◆ **Your goal**: For each line below that holds "Outcome", return the line as it stands.

=-=-=

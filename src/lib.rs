// SPDX-License-Identifier: Apache-2.0

//! Exact SAT-based local resynthesis of XOR-AND graph cuts, minimizing
//! multiplicative depth under per-input arrival depths.
//!
//! The crate is aimed at cost models where AND gates dominate, as in
//! homomorphic encryption and secure multi-party computation: XOR gates are
//! free, and circuit cost is the depth of the deepest chain of ANDs. Given a
//! cut function and the depths at which its inputs become available, the
//! [`engine::Resynthesizer`] searches for a replacement cone whose overall
//! multiplicative depth beats the current one, and on success emits it
//! through the caller's [`network::NetworkBuilder`].
//!
//! A second objective minimizes the AND-gate count instead
//! ([`engine::Resynthesizer::synthesize_min_gates`]), which tracks T-gate
//! cost in fault-tolerant settings.
//!
//! The search classifies the function into a canonical representative,
//! enumerates AND fence shapes in order of multiplicative depth, schedules
//! input availability onto fence levels, and asks a SAT solver whether the
//! representative fits each shape. Solved and refuted instances are cached
//! on disk, so repeated runs over similar netlists converge to pure lookups.

pub mod cache;
pub mod canon;
pub mod encode;
pub mod engine;
pub mod error;
pub mod fence;
pub mod mc;
pub mod network;
pub mod schedule;
pub mod solver;
pub mod tt;
pub mod xag;

pub use engine::{Outcome, ResynParams, ResynStats, Resynthesizer};
pub use error::Error;
pub use network::NetworkBuilder;
pub use tt::TruthTable;
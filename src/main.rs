// SPDX-License-Identifier: Apache-2.0

use anyhow::{Context, Result, anyhow, bail};
use clap::{Parser, ValueEnum};

use xag_resyn::cache::CachePaths;
use xag_resyn::engine::{Outcome, ResynParams, Resynthesizer};
use xag_resyn::tt::TruthTable;
use xag_resyn::xag::Xag;

#[derive(Debug, Clone, Copy, PartialEq, Eq, ValueEnum)]
enum Objective {
    /// Minimize multiplicative depth under the input arrival depths.
    Depth,
    /// Minimize the AND-gate count; XORs are free, depth plays no role.
    Gates,
}

/// Re-synthesizes a single cut function to a lower multiplicative depth or
/// a minimal AND-gate count.
#[derive(Parser, Debug)]
struct Args {
    /// Truth table of the cut function, as a hex string (e.g. "e8").
    tt: String,

    /// Number of input variables (1 to 6).
    #[arg(long)]
    num_vars: u8,

    /// Comma-separated arrival depth per input, e.g. "0,0,2". Defaults to
    /// all zeros.
    #[arg(long)]
    arrivals: Option<String>,

    /// Current multiplicative depth to beat. Defaults to a trivial upper
    /// bound derived from the arrivals.
    #[arg(long)]
    depth: Option<u32>,

    /// Target metric to optimize.
    #[arg(long, value_enum, default_value = "depth")]
    objective: Objective,

    /// Largest AND count to try under the gate objective.
    #[arg(long, default_value_t = 8)]
    max_gates: u8,

    /// Directory holding the persistent solution cache and blacklist.
    #[arg(long)]
    cache_dir: Option<std::path::PathBuf>,

    /// Conflict budget per SAT instance (0 = unbounded).
    #[arg(long, default_value_t = 0)]
    conflict_limit: u64,

    /// Whether to add the solver-guiding pruning constraints.
    #[arg(long, default_value_t = false)]
    #[arg(action = clap::ArgAction::Set)]
    advanced_constraints: bool,

    /// Whether to re-simulate solutions against the target function.
    #[arg(long, default_value_t = true)]
    #[arg(action = clap::ArgAction::Set)]
    verify: bool,
}

fn parse_arrivals(args: &Args) -> Result<Vec<u32>> {
    let Some(ref s) = args.arrivals else {
        return Ok(vec![0; args.num_vars as usize]);
    };
    let arrivals: Vec<u32> = s
        .split(',')
        .map(|tok| tok.trim().parse::<u32>())
        .collect::<Result<_, _>>()
        .with_context(|| format!("invalid arrival list: {}", s))?;
    if arrivals.len() != args.num_vars as usize {
        bail!(
            "expected {} arrival depths, got {}",
            args.num_vars,
            arrivals.len()
        );
    }
    Ok(arrivals)
}

fn main() -> Result<()> {
    let _ = env_logger::builder().try_init();
    let args = Args::parse();

    if args.num_vars == 0 || args.num_vars > 6 {
        bail!("--num-vars must be between 1 and 6");
    }
    let func = TruthTable::from_hex(args.num_vars, &args.tt)
        .ok_or_else(|| anyhow!("invalid truth table {:?} for {} vars", args.tt, args.num_vars))?;
    let arrivals = parse_arrivals(&args)?;

    // Any function fits in an AND ladder over the arrived inputs.
    let max_arrival = arrivals.iter().copied().max().unwrap_or(0);
    let depth = args
        .depth
        .unwrap_or(max_arrival + args.num_vars as u32 + 1);

    let params = ResynParams {
        conflict_limit: args.conflict_limit,
        advanced_constraints: args.advanced_constraints,
        verify_solutions: args.verify,
        ..ResynParams::default()
    };
    let mut engine = match args.cache_dir {
        Some(ref dir) => Resynthesizer::with_cache_paths(params, CachePaths::in_dir(dir))?,
        None => Resynthesizer::new(params),
    };

    let mut net = Xag::new(args.num_vars);
    let inputs: Vec<_> = (0..args.num_vars)
        .map(|i| (net.input(i), arrivals[i as usize]))
        .collect();

    match args.objective {
        Objective::Depth => match engine.resynthesize(&mut net, &func, &inputs, depth)? {
            Outcome::Improved { signal, depth: new_depth } => {
                println!("[i] improved: depth {} (bound was {})", new_depth, depth);
                println!("[i] function   = {}", net.simulate(signal, args.num_vars));
                println!("[i] mult depth = {}", net.mult_depth(signal));
            }
            Outcome::NoChange => {
                println!("[i] no implementation below depth {} found", depth);
            }
        },
        Objective::Gates => {
            let sigs: Vec<_> = inputs.iter().map(|(s, _)| *s).collect();
            match engine.synthesize_min_gates(&mut net, &func, &sigs, args.max_gates)? {
                Some((signal, count)) => {
                    println!("[i] realized with {} AND gates", count);
                    println!("[i] function   = {}", net.simulate(signal, args.num_vars));
                    println!("[i] mult depth = {}", net.mult_depth(signal));
                }
                None => {
                    println!("[i] no implementation within {} AND gates found", args.max_gates);
                }
            }
        }
    }
    println!("{}", engine.stats());
    engine.flush_cache()?;
    Ok(())
}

=-=-=

◆ **Response**:
pub use engine::{Outcome, ResynParams, ResynStats, Resynthesizer};
use xag_resyn::engine::{Outcome, ResynParams, Resynthesizer};
            Outcome::Improved { signal, depth: new_depth } => {
            Outcome::NoChange => {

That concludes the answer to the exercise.